Memory Layout — where things live - MarekBykowski/readme GitHub Wiki
High address
┌─────────────────┐
│ stack │ local vars, function args, return addr — grows DOWN
│ ↓ │ fixed size (usually 8MB on Linux), overflow = segfault
├─────────────────┤
│ (gap) │
│ ↑ │
│ heap │ malloc/free — grows UP, you manage it manually
├─────────────────┤
│ BSS │ uninitialised globals & statics → zero-initialised by OS
├─────────────────┤
│ data │ initialised globals & statics (e.g. int x = 42;)
├─────────────────┤
│ text (code) │ executable instructions — read-only
└─────────────────┘
Low address
int g_init = 42; // data segment
int g_uninit; // BSS — zeroed automatically
void foo() {
int local = 1; // stack
int *p = malloc(4); // p on stack, *p on heap
static int s = 0; // BSS (uninit static) or data (init static)
}
💡 In embedded (no OS): BSS is zeroed by startup code (crt0), heap may not exist at all — everything on stack or statically allocated.
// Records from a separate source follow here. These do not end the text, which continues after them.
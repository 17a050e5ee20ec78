//! Determinism testing utilities.
//!
//! Provides a harness for verifying that the combat engine
//! produces identical results given identical inputs.
//!
//! # Testing Strategy
//!
//! A fight must replay exactly from a seed and a command script, or
//! snapshots, balance batches and bug reports are worthless.
//! Sources of non-determinism include:
//!
//! - **Unseeded randomness**: every roll goes through the engine's seeded
//!   [`mud_core::rng::GameRng`].
//!
//! - **`HashMap` iteration order**: the world and wait-list use ordered
//!   maps and the roster keeps insertion order.
//!
//! - **Hooks**: registered hooks are not part of a snapshot and must be
//!   re-registered after a restore.
//!
//! # Test Levels
//!
//! 1. **Unit tests**: individual rules (hit, damage, death, bash)
//! 2. **Property tests**: random command scripts still replay exactly
//! 3. **Integration tests**: whole fights are reproducible
//! 4. **Parallel tests**: N engines on N threads all match

use std::collections::hash_map::DefaultHasher;
use std::hash::{Hash, Hasher};
use std::thread;

use mud_core::commands::CombatCommand;
use mud_core::engine::CombatEngine;
use mud_core::ids::CharId;

/// Result of a determinism test.
#[derive(Debug, Clone, PartialEq, Eq)]
pub struct DeterminismResult {
    /// Whether all runs produced identical results.
    pub is_deterministic: bool,
    /// Hashes from each run.
    pub hashes: Vec<u64>,
    /// Number of pulses simulated.
    pub pulses: u64,
}

impl DeterminismResult {
    /// Get all unique hashes (should be 1 for a deterministic engine).
    #[must_use]
    pub fn unique_hashes(&self) -> Vec<u64> {
        let mut unique: Vec<u64> = self.hashes.clone();
        unique.sort_unstable();
        unique.dedup();
        unique
    }

    /// Assert that the runs agreed, with a detailed error message.
    ///
    /// # Panics
    ///
    /// Panics if the runs produced different hashes.
    pub fn assert_deterministic(&self) {
        if !self.is_deterministic {
            let unique = self.unique_hashes();
            panic!(
                "Combat is non-deterministic!\n\
                 Runs: {}\n\
                 Pulses: {}\n\
                 Unique hashes: {} (expected 1)\n\
                 All hashes: {:?}",
                self.hashes.len(),
                self.pulses,
                unique.len(),
                self.hashes
            );
        }
    }
}

/// Result of parallel engine runs.
#[derive(Debug, Clone)]
pub struct ParallelRunResult {
    /// Final state hash from each engine.
    pub hashes: Vec<u64>,
    /// Number of pulses each engine ran.
    pub pulses: u64,
    /// Number of engines run.
    pub num_runs: usize,
}

impl ParallelRunResult {
    /// Check if all engines produced identical results.
    #[must_use]
    pub fn is_deterministic(&self) -> bool {
        self.hashes.windows(2).all(|w| w[0] == w[1])
    }

    /// Assert all engines matched.
    ///
    /// # Panics
    ///
    /// Panics if engines produced different hashes.
    pub fn assert_deterministic(&self) {
        if !self.is_deterministic() {
            let mut unique: Vec<u64> = self.hashes.clone();
            unique.sort_unstable();
            unique.dedup();
            panic!(
                "Parallel fights diverged!\n\
                 Engines: {}\n\
                 Pulses: {}\n\
                 Unique hashes: {}\n\
                 All hashes: {:?}",
                self.num_runs,
                self.pulses,
                unique.len(),
                self.hashes
            );
        }
    }
}

/// A command issued by one character at one pulse of a script.
#[derive(Debug, Clone, PartialEq, Eq)]
pub struct ScriptedCommand {
    /// Pulse the command is issued before.
    pub at_pulse: u64,
    /// Issuer.
    pub actor: CharId,
    /// The command.
    pub command: CombatCommand,
}

/// Run a state multiple times and verify determinism.
///
/// # Arguments
///
/// * `runs` - Number of times to run
/// * `pulses` - Number of pulses per run
/// * `setup` - Function to create initial state
/// * `step` - Function to advance the state by one pulse
/// * `hash` - Function to compute state hash
///
/// # Example
///
/// ```
/// use mud_test_utils::determinism::verify_determinism;
/// use mud_test_utils::fixtures::duel;
///
/// let result = verify_determinism(
///     3,
///     100,
///     || duel(42).0,
///     |engine| { engine.pulse(); },
///     |engine| engine.state_hash(),
/// );
/// result.assert_deterministic();
/// ```
pub fn verify_determinism<S, Setup, Step, HashFn>(
    runs: usize,
    pulses: u64,
    setup: Setup,
    step: Step,
    hash: HashFn,
) -> DeterminismResult
where
    Setup: Fn() -> S,
    Step: Fn(&mut S),
    HashFn: Fn(&S) -> u64,
{
    let mut hashes = Vec::with_capacity(runs);

    for _ in 0..runs {
        let mut state = setup();

        for _ in 0..pulses {
            step(&mut state);
        }

        hashes.push(hash(&state));
    }

    let is_deterministic = hashes.windows(2).all(|w| w[0] == w[1]);

    DeterminismResult {
        is_deterministic,
        hashes,
        pulses,
    }
}

/// Run an engine twice with identical setup and compare final hashes.
pub fn verify_engine_determinism<F>(setup_fn: F, num_pulses: u64) -> bool
where
    F: Fn() -> CombatEngine,
{
    verify_determinism(
        2,
        num_pulses,
        &setup_fn,
        |engine| {
            engine.pulse();
        },
        CombatEngine::state_hash,
    )
    .is_deterministic
}

/// Advance `engine` by `num_pulses`, issuing scripted commands as their
/// pulse comes up. Rejected commands are part of the replay too.
pub fn run_script(engine: &mut CombatEngine, script: &[ScriptedCommand], num_pulses: u64) {
    for pulse in 0..num_pulses {
        for scripted in script.iter().filter(|s| s.at_pulse == pulse) {
            if let Err(e) = engine.execute(scripted.actor, scripted.command.clone()) {
                tracing::trace!(actor = %scripted.actor, error = %e, "Scripted command failed");
            }
        }
        engine.pulse();
    }
}

/// Run N engines on scoped threads and collect final hashes.
///
/// Catches non-determinism that only shows up under thread scheduling or
/// memory layout differences.
///
/// # Panics
///
/// Panics if a worker thread panics.
pub fn run_parallel_engines_scoped<F>(setup_fn: F, num_runs: usize, num_pulses: u64) -> ParallelRunResult
where
    F: Fn() -> CombatEngine + Sync,
{
    let hashes = thread::scope(|s| {
        let handles: Vec<_> = (0..num_runs)
            .map(|_| {
                s.spawn(|| {
                    let mut engine = setup_fn();
                    for _ in 0..num_pulses {
                        engine.pulse();
                    }
                    engine.state_hash()
                })
            })
            .collect();

        handles
            .into_iter()
            .map(|h| h.join().expect("engine thread panicked"))
            .collect()
    });

    ParallelRunResult {
        hashes,
        pulses: num_pulses,
        num_runs,
    }
}

/// Compare two engine runs pulse by pulse, finding the first divergence.
///
/// # Returns
///
/// `None` if the runs agree, `Some(pulse)` if they diverge at that pulse.
pub fn find_first_divergence<F>(setup_fn: F, num_pulses: u64) -> Option<u64>
where
    F: Fn() -> CombatEngine,
{
    let mut a = setup_fn();
    let mut b = setup_fn();

    if a.state_hash() != b.state_hash() {
        return Some(0);
    }

    for pulse in 1..=num_pulses {
        a.pulse();
        b.pulse();

        if a.state_hash() != b.state_hash() {
            return Some(pulse);
        }
    }

    None
}

/// Verify that a snapshot round-trip preserves engine state exactly, and
/// that the restored engine keeps fighting exactly like the engine it was taken from.
pub fn verify_serialization_determinism<F>(setup_fn: F, num_pulses: u64) -> bool
where
    F: Fn() -> CombatEngine,
{
    let mut engine = setup_fn();

    for _ in 0..num_pulses {
        engine.pulse();
    }

    let Ok(bytes) = engine.serialize() else {
        return false;
    };
    let Ok(mut restored) = CombatEngine::deserialize(&bytes) else {
        return false;
    };

    if engine.state_hash() != restored.state_hash() {
        return false;
    }

    for _ in 0..num_pulses {
        engine.pulse();
        restored.pulse();
    }

    engine.state_hash() == restored.state_hash()
}

/// Compute a simple hash for any hashable value.
pub fn compute_hash<T: Hash>(value: &T) -> u64 {
    let mut hasher = DefaultHasher::new();
    value.hash(&mut hasher);
    hasher.finish()
}

/// Proptest strategies for determinism testing.
pub mod strategies {
    use mud_core::commands::{CombatCommand, Target};
    use mud_core::ids::CharId;
    use mud_core::position::Position;
    use proptest::prelude::*;

    use super::ScriptedCommand;

    /// A target among `ids`, by id or not at all.
    pub fn arb_target(ids: Vec<CharId>) -> BoxedStrategy<Target> {
        prop_oneof![
            1 => Just(Target::None),
            4 => proptest::sample::select(ids).prop_map(Target::Character),
        ]
        .boxed()
    }

    /// Postures a player may ask for.
    pub fn arb_posture() -> impl Strategy<Value = Position> {
        prop_oneof![
            Just(Position::Standing),
            Just(Position::Sitting),
            Just(Position::Resting),
            Just(Position::Sleeping),
        ]
    }

    /// Any ordinary melee command aimed at one of `ids`.
    pub fn arb_command(ids: Vec<CharId>) -> impl Strategy<Value = CombatCommand> {
        let target = arb_target(ids);
        prop_oneof![
            4 => target.clone().prop_map(CombatCommand::Hit),
            1 => target.clone().prop_map(CombatCommand::Kick),
            1 => target.clone().prop_map(CombatCommand::Swing),
            1 => target.clone().prop_map(CombatCommand::Rescue),
            1 => target.clone().prop_map(|t| CombatCommand::Bash { target: t, door: None }),
            1 => target.prop_map(CombatCommand::Assist),
            1 => Just(CombatCommand::Flee),
            1 => Just(CombatCommand::Disengage),
            1 => Just(CombatCommand::TwoHand),
            1 => arb_posture().prop_map(CombatCommand::Posture),
        ]
    }

    /// A script of up to `max_len` commands issued by `ids` against each
    /// other within the first `horizon` pulses.
    pub fn arb_script(
        ids: Vec<CharId>,
        max_len: usize,
        horizon: u64,
    ) -> impl Strategy<Value = Vec<ScriptedCommand>> {
        let one = (
            0..horizon.max(1),
            proptest::sample::select(ids.clone()),
            arb_command(ids),
        )
            .prop_map(|(at_pulse, actor, command)| ScriptedCommand {
                at_pulse,
                actor,
                command,
            });
        proptest::collection::vec(one, 0..max_len)
    }

    /// Vitality values (1-500).
    pub fn arb_vitality() -> impl Strategy<Value = i32> {
        1i32..500i32
    }

    /// Raw damage values, including ones past the per-call ceiling.
    pub fn arb_damage() -> impl Strategy<Value = i32> {
        0i32..1000i32
    }

    /// Character levels.
    pub fn arb_level() -> impl Strategy<Value = i32> {
        1i32..40i32
    }
}

#[cfg(test)]
mod tests {
    use super::strategies::*;
    use super::*;
    use crate::fixtures::{brawl, duel};
    use proptest::prelude::*;

    #[test]
    fn test_verify_determinism_identical() {
        let result = verify_determinism(3, 10, || 0u64, |s| *s += 1, |s| *s);
        assert!(result.is_deterministic);
        assert_eq!(result.hashes, vec![10, 10, 10]);
        assert_eq!(result.unique_hashes().len(), 1);
    }

    #[test]
    fn test_verify_determinism_detects_drift() {
        use std::cell::Cell;
        let counter = Cell::new(0u64);
        let result = verify_determinism(
            3,
            1,
            || {
                counter.set(counter.get() + 1);
                counter.get()
            },
            |_| {},
            |s| *s,
        );
        assert!(!result.is_deterministic);
        assert_eq!(result.unique_hashes().len(), 3);
    }

    #[test]
    fn test_compute_hash_stable() {
        assert_eq!(compute_hash(&"orc"), compute_hash(&"orc"));
        assert_ne!(compute_hash(&1u32), compute_hash(&2u32));
    }

    #[test]
    fn test_duel_determinism() {
        assert!(verify_engine_determinism(|| duel(42).0, 300));
    }

    #[test]
    fn test_brawl_determinism() {
        let result = verify_determinism(
            4,
            400,
            || brawl(7, 3, 4).0,
            |engine| {
                engine.pulse();
            },
            CombatEngine::state_hash,
        );
        result.assert_deterministic();
    }

    #[test]
    fn test_different_seeds_diverge() {
        let mut a = duel(1).0;
        let mut b = duel(2).0;
        for _ in 0..200 {
            a.pulse();
            b.pulse();
        }
        assert_ne!(a.state_hash(), b.state_hash());
    }

    #[test]
    fn test_no_divergence() {
        assert_eq!(find_first_divergence(|| brawl(9, 2, 2).0, 200), None);
    }

    #[test]
    fn test_parallel_engines_agree() {
        run_parallel_engines_scoped(|| brawl(11, 3, 3).0, 4, 200).assert_deterministic();
    }

    #[test]
    fn test_snapshot_mid_fight() {
        assert!(verify_serialization_determinism(|| duel(5).0, 150));
    }

    #[test]
    fn test_scripted_fight_replays() {
        let script = vec![
            ScriptedCommand {
                at_pulse: 3,
                actor: CharId(1),
                command: CombatCommand::Kick(mud_core::commands::Target::None),
            },
            ScriptedCommand {
                at_pulse: 20,
                actor: CharId(1),
                command: CombatCommand::Flee,
            },
        ];
        let run = || {
            let mut engine = duel(13).0;
            run_script(&mut engine, &script, 100);
            engine.state_hash()
        };
        assert_eq!(run(), run());
    }

    proptest! {
        #![proptest_config(ProptestConfig::with_cases(24))]

        #[test]
        fn prop_random_scripts_replay(
            seed in any::<u64>(),
            script in arb_script(vec![CharId(1), CharId(2), CharId(3), CharId(4)], 12, 60),
        ) {
            let run = || {
                let mut engine = brawl(seed, 2, 2).0;
                run_script(&mut engine, &script, 80);
                engine
            };
            let a = run();
            let b = run();
            prop_assert_eq!(a.state_hash(), b.state_hash());
            prop_assert!(a.roster_invariant_holds());
        }
    }
}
🗑️ malloc / free — and what goes wrong
// Basic usage
int *p = malloc(sizeof(int) * 10);
if (!p) { /* always check! malloc returns NULL on failure */ }
memset(p, 0, sizeof(int) * 10); // heap memory is NOT zeroed
free(p);
p = NULL; // good habit — prevents use-after-free
// calloc — allocates AND zeroes
int *p2 = calloc(10, sizeof(int));
// realloc — resize existing allocation
p2 = realloc(p2, 20 * sizeof(int)); // may move the block!
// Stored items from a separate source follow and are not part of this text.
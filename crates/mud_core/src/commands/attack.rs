//! Starting and steering fights: hit, murder, assist, slay, order, kick,
//! wild swing and the will attack.

use crate::attack::AttackKind;
use crate::character::{Character, MobFlags, Skill, Specialization};
use crate::engine::{CombatEngine, To};
use crate::error::Result;
use crate::ids::CharId;
use crate::position::Position;

use super::{wild_swing_percent, CombatCommand, CommandOutcome, OrderTarget, Target, PEACEFUL};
| Bug | What happens | How to detect |
|---|---|---|
| Memory leak | malloc without free — heap grows until OOM |
Valgrind, AddressSanitizer |
| Double-free | free(p); free(p); → UB, heap corruption |
ASan, guard pages |
| Use-after-free | access *p after free(p) → UB, stale data or crash |
ASan |
| Buffer overflow | write past end of malloc'd block → heap corruption | ASan, bounds checking |
| NULL deref | skipping the if (!p) check → crash |
code review |
// Safe pattern
void *safe_malloc(size_t n) {
void *p = malloc(n);
if (!p) { perror("malloc"); exit(EXIT_FAILURE); }
return p;
}
⚠️ In embedded: avoid dynamic allocation entirely if possible. Heap fragmentation on a microcontroller with 64KB RAM can cause allocation failures hours into a flight.